Der Mittelsachse staunte nicht schlecht, als ihm dieser Tage ein Foto seines Häuschens ins E-Mail-Postfach purzelte. In der Apple-App namens Karten können Nutzer seit kurzem nach Eingabe einer x-beliebigen Adresse auf ein kleines Fernglas drücken und ein Foto des dazugehörigen Hauses sehen. Und zwar unverpixelt, wie der digitale "Freie Presse"-Streifzug durch Städte im Landkreis zeigte. Zudem kann sich der Nutzer umsehen und ganze Straßenzüge abschreiten. "Das ist schon unheimlich", sagte der Hausbesitzer. Auch wenn die Aufnahme seiner Immobilie nicht aktuell ist: Den Carport habe er inzwischen gepinselt.

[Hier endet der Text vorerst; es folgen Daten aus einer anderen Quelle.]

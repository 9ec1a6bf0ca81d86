use actix_web::{FromRequest, HttpRequest, HttpMessage};
use futures_util::future::{ready, Ready};
use crate::{entities::token::{Claims, Role}, errors::AuthError};

/// Caller allowed to manage media (`admin` or `editor`).
/// Returns 403 for other roles, 401 when unauthenticated.
#[derive(Debug)]
pub struct EditorClaims(pub Claims);

impl FromRequest for EditorClaims {
    type Error = actix_web::Error;
    type Future = Ready<Result<Self, Self::Error>>;

    fn from_request(req: &HttpRequest, _: &mut actix_web::dev::Payload) -> Self::Future {
        match req.extensions().get::<Claims>() {
            Some(claims) if claims.role.can_manage_media() => {
                ready(Ok(EditorClaims(claims.clone())))
            }
            Some(_) => {
                ready(Err(AuthError::Forbidden("Editor or admin role required".into()).into()))
            }
            None => ready(Err(AuthError::MissingCredentials.into())),
        }
    }
}

#[derive(Debug)]
pub struct AdminClaims(pub Claims);

impl FromRequest for AdminClaims {
    type Error = actix_web::Error;
    type Future = Ready<Result<Self, Self::Error>>;

    fn from_request(req: &HttpRequest, _: &mut actix_web::dev::Payload) -> Self::Future {
        match req.extensions().get::<Claims>() {
            Some(claims) if claims.role == Role::Admin => {
                ready(Ok(AdminClaims(claims.clone())))
            }
            Some(_) => {
                ready(Err(AuthError::Forbidden("Admin access required".into()).into()))
            }
            None => {
                ready(Err(AuthError::MissingCredentials.into()))
            }
        }
    }
}
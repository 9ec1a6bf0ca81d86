use actix_web::{middleware::NormalizePath, web, App, HttpServer};
use newsdesk_media::{
    background_task::start_orphan_sweep,
    db::postgres::{create_pool, run_migrations},
    graceful_shutdown::shutdown_signal,
    middlewares::auth::AuthMiddleware,
    routes::configure_routes,
    settings::AppConfig,
    web::cors::build_cors,
    AppState,
};
use tracing_actix_web::TracingLogger;
use tracing_subscriber::{fmt, prelude::*, EnvFilter};

fn init_tracing(json: bool) {
    let filter = EnvFilter::try_from_default_env()
        .unwrap_or_else(|_| EnvFilter::new("info,sqlx=warn"));

    let registry = tracing_subscriber::registry().with(filter);
    if json {
        registry.with(fmt::layer().json().with_current_span(true)).init();
    } else {
        registry.with(fmt::layer().pretty()).init();
    }
}

#[actix_web::main]
async fn main() -> std::io::Result<()> {
    let config = match AppConfig::new() {
        Ok(cfg) => cfg,
        Err(e) => {
            eprintln!("Configuration error: {}", e);
            std::process::exit(1);
        }
    };

    init_tracing(config.is_production());
    tracing::info!("Loaded configuration: {:?}", config);

    let pool = match create_pool(&config.database_url, config.db_timeout_secs).await {
        Ok(pool) => pool,
        Err(e) => {
            tracing::error!("Failed to create database connection pool: {}", e);
            std::process::exit(1);
        }
    };

    if let Err(e) = run_migrations(&pool).await {
        tracing::error!("Failed to run database migrations: {}", e);
        std::process::exit(1);
    }

    let state = match AppState::new(&config, pool) {
        Ok(state) => web::Data::new(state),
        Err(e) => {
            tracing::error!("Failed to prepare upload directory {}: {}", config.upload_dir, e);
            std::process::exit(1);
        }
    };

    let server_addr = format!("{}:{}", config.host, config.port);

    tracing::info!(
        "Starting {} v{} on {}",
        config.name,
        env!("CARGO_PKG_VERSION"),
        server_addr
    );

    tokio::spawn(start_orphan_sweep(state.storage.clone()));

    let app_state = state.clone();
    let cors_config = config.clone();

    let server = HttpServer::new(move || {
        App::new()
            .app_data(app_state.clone())
            .wrap(AuthMiddleware)
            .wrap(NormalizePath::trim())
            .wrap(build_cors(&cors_config))
            .wrap(TracingLogger::default())
            .configure(configure_routes)
    })
    .workers(config.worker_count.max(1))
    .bind(server_addr)?
    .run();

    let handle = server.handle();

    tokio::select! {
        res = server => res,
        _ = shutdown_signal() => {
            handle.stop(true).await;
            Ok(())
        },
    }
}
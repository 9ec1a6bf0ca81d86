use actix_web::web;

use crate::handlers::system::admin_dashboard;

pub fn config_routes(cfg: &mut web::ServiceConfig) {
    cfg.service(
        web::scope("/admin")
            .route("/dashboard", web::get().to(admin_dashboard))
    );
}
use sqlx::PgPool;

#[derive(Clone)]
pub struct SqlxMetadataRepo {
    pub pool: PgPool,
}

#[derive(Clone)]
pub struct SqlxContentRepo {
    pub pool: PgPool,
}
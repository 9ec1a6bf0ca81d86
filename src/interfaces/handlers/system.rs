use actix_web::{web, get, HttpResponse, Responder};
use humantime::format_duration;
use once_cell::sync::Lazy;
use chrono::Utc;
use std::{
    time::Duration,
    sync::{atomic::{AtomicI64, Ordering}, RwLock},
};
use sysinfo::System;
use serde::Serialize;
use tracing::instrument;

use crate::{
    constants::START_TIME,
    entities::response::ApiResponse,
    errors::AppError,
    use_cases::extractors::AdminClaims,
    AppState,
};

const HEALTH_CACHE_SECS: i64 = 5;

#[derive(Serialize, Clone, Default)]
struct SystemInfo {
    os: String,
    kernel: String,
    hostname: String,
    cpu_count: usize,
    memory_total: String,
}

#[derive(Serialize, Clone, Default)]
#[serde(rename_all = "camelCase")]
struct HealthCheckResponse {
    status: String,
    uptime: String,
    timestamp: String,
    start_at: String,
    database: String,
    storage: String,
    indexed_images: usize,
    version: String,
    memory_usage: String,
    system: SystemInfo,
}

static LAST_CHECK: AtomicI64 = AtomicI64::new(0);
static CACHED_STATUS: Lazy<RwLock<HealthCheckResponse>> = Lazy::new(||
    RwLock::new(HealthCheckResponse::default())
);

async fn build_health_response(state: &web::Data<AppState>) -> HealthCheckResponse {
    let now_utc = Utc::now();
    let uptime_secs = now_utc.signed_duration_since(*START_TIME).num_seconds().max(0) as u64;
    let human_uptime = format_duration(Duration::from_secs(uptime_secs));

    let mut sys = System::new_all();
    sys.refresh_all();

    let system_info = SystemInfo {
        os: System::name().unwrap_or_else(|| "Unknown".to_string()),
        kernel: System::kernel_version().unwrap_or_else(|| "Unknown".to_string()),
        hostname: System::host_name().unwrap_or_else(|| "Unknown".to_string()),
        cpu_count: sys.cpus().len(),
        memory_total: format!("{:.2} GB", sys.total_memory() as f64 / 1024.0 / 1024.0 / 1024.0),
    };

    let db_timeout = Duration::from_secs(state.config.db_timeout_secs.max(1));
    let db_status = match tokio::time::timeout(db_timeout, state.metadata_repo.check_connection()).await {
        Ok(Ok(())) => "OK",
        Ok(Err(e)) => {
            tracing::warn!(error = %e, "database health check failed");
            "Unavailable"
        }
        Err(_) => "Timeout",
    };

    let storage_status = match state.storage.check_writable().await {
        Ok(()) => "OK",
        Err(e) => {
            tracing::warn!(error = %e, "upload directory is not writable");
            "Unwritable"
        }
    };

    let process = sysinfo::get_current_pid().ok().and_then(|pid| sys.process(pid));
    let memory_usage = process.map_or("Unknown".to_string(), |p|
        format!("{:.2} MB", p.memory() as f64 / 1024.0 / 1024.0)
    );

    let healthy = db_status == "OK" && storage_status == "OK";

    HealthCheckResponse {
        status: if healthy { "healthy" } else { "degraded" }.to_string(),
        uptime: human_uptime.to_string(),
        timestamp: now_utc.to_rfc3339(),
        start_at: START_TIME.to_rfc3339(),
        database: db_status.to_string(),
        storage: storage_status.to_string(),
        indexed_images: state.storage.indexed_count(),
        version: env!("CARGO_PKG_VERSION").to_string(),
        memory_usage,
        system: system_info,
    }
}

fn health_http_response(response: HealthCheckResponse) -> HttpResponse {
    let mut builder = if response.status == "healthy" {
        HttpResponse::Ok()
    } else {
        HttpResponse::ServiceUnavailable()
    };
    builder.json(ApiResponse::ok(response))
}

#[get("/health")]
pub async fn health_check(state: web::Data<AppState>) -> impl Responder {
    let now = Utc::now().timestamp();
    let last = LAST_CHECK.load(Ordering::Relaxed);

    if now - last > HEALTH_CACHE_SECS {
        let response = build_health_response(&state).await;

        if let Ok(mut cache) = CACHED_STATUS.write() {
            *cache = response.clone();
            LAST_CHECK.store(now, Ordering::Relaxed);
        }

        health_http_response(response)
    } else {
        let cached = CACHED_STATUS
            .read()
            .map(|response| response.clone())
            .map_err(|e| e.to_string());
        match cached {
            Ok(response) => health_http_response(response),
            Err(e) => {
                tracing::warn!("HealthCheck cache lock poisoned: {}", e);
                health_http_response(build_health_response(&state).await)
            }
        }
    }
}

/// Asset counts and byte totals per category and status.
#[instrument(skip(_claims, state))]
pub async fn admin_dashboard(
    _claims: AdminClaims,
    state: web::Data<AppState>,
) -> Result<HttpResponse, AppError> {
    let stats = state.image_handler.storage_stats().await?;
    Ok(HttpResponse::Ok().json(ApiResponse::ok(stats)))
}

Seit 2019 hat Apple Aufnahmen aus fahrenden Autos und mit Hilfe von Fußgängern anfertigen lassen und zu 3D-Modellen der Straßen verarbeitet. "Bereits zu Beginn der Aufnahmen ist Apple aktiv an das Bayerische Landesamt für Datenschutzaufsicht herangetreten, um die datenschutzrechtlichen Fragen rund um dieses Projekt zu diskutieren", erklärte Mirka Möldner, Pressesprecherin des Landesamtes. Im April dieses Jahres hat Apple das Look Around (sich umsehen) genannte Feature eingeführt. "Seither haben uns etwa 15 bis 20 Eingaben hierzu erreicht", so Mirka Möldner. "Zumeist handelt es sich hierbei jedoch nicht um formelle Beschwerden, sondern um erstmalige Aussprüche von Widerrufen und Anfragen allgemeiner Natur nach den Rechtsgrundlagen." Hauptgegenstand der Eingaben sei, dass eine Verpixelung von Personen - nicht nur deren Gesichtern - gewünscht wird. "Wie auch im Rahmen der Apple-Kamerafahrten leiten wir diese Ersuchen an das Unternehmen weiter."

Das Apple-PR-Team bestätigte auf "Freie Presse"-Anfrage, dass "Umsehen" Ende Juli auch in Sachsen gestartet ist. "Es sollte nahezu das gesamte Bundesland in Apple-Karten mit der neuen Funktion ausgestattet sein." Bei Widersprüchen solle man sich an die zuständige Datenschutzbehörde wenden.

Auf einer Informationsseite erklärt die bayerische Behörde, wie man sich im Falle des Falles gegen den neuen Straßenfotodienst wehren kann. Bayern und nicht etwa Sachsen ist für Apple in Deutschland zuständig. Dennoch haben sich auch schon die Datenschützer in Dresden mit dem neuen Angebot beschäftigt. "Es ist nicht so, dass es dazu noch keine Anfragen gab, aber es hielt sich in Grenzen", so ein Sprecher der sächsischen Behörde.

Wer partout nicht möchte, dass die eigene Immobilie von ungebetenen Besuchern betrachtet wird, der kann dies der europäischen Hauptniederlassung des US-Konzerns in Irland per Briefpost oder per E-Mail mitteilen. In der Karten-App selbst hat Apple eine "Problem melden"-Funktion installiert.

Bereits im Mai 2020 hatte die Konferenz der unabhängigen Datenschutzaufsichtsbehörden des Bundes und der Länder (DSK) beschlossen, dass ein Dienst wie Look Around zulässig ist, wenn der Anbieter eingelegte Widersprüche von Betroffenen bearbeitet und Gesichter, Autokennzeichen und Häuserfassaden unkenntlich macht.

"Das vorgelegte Konzept Apples hat bislang auf Grundlage des genannten DSK-Beschlusses keine Anhaltspunkte für aufsichtliche Schritte ergeben", sagte Mirka Möldner. Der oben erwähnte Mittelsachse kann also sein Haus verpixeln lassen. Andere wiederum werden sich freuen, dass es eine neue Möglichkeit gibt, auf sich aufmerksam zu machen.